Once you have checked the records that follow, state how many of their lines hold "ListenerHandle", giving the number only.

___ Provided data ___

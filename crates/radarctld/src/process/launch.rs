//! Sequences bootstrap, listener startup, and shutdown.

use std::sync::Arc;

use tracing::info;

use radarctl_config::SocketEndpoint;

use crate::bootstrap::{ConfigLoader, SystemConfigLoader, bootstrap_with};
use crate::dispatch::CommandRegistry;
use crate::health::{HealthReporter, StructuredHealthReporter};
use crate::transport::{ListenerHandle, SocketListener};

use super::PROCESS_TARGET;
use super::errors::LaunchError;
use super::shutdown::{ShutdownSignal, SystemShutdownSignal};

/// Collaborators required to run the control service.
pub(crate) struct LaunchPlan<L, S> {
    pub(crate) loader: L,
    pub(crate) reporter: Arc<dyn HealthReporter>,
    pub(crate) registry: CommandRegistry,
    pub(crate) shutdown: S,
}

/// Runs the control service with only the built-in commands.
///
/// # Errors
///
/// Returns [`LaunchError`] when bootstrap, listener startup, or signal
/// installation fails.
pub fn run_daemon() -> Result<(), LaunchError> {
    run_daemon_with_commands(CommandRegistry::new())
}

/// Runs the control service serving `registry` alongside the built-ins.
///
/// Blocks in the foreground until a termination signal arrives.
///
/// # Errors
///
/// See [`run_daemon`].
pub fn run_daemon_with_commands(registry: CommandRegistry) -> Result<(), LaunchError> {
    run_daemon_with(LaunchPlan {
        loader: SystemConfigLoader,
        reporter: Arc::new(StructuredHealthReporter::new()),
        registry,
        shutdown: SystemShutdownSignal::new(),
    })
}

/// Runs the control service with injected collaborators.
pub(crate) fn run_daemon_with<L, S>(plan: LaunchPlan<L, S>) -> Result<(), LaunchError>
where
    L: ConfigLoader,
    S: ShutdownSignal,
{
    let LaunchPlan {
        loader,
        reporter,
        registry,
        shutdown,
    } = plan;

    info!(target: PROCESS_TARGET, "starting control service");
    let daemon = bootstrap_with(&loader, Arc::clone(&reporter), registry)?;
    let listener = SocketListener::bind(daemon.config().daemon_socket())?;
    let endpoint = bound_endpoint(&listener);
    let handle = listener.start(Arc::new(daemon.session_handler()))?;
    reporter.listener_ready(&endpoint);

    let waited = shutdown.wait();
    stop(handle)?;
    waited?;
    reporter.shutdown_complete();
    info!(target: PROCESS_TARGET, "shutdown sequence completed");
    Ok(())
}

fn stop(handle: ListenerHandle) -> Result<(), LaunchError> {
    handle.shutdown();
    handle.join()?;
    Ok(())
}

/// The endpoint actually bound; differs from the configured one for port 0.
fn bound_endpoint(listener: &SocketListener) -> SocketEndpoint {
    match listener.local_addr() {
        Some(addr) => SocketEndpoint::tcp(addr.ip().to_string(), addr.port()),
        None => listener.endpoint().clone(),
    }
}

___

## Solved exercise:
2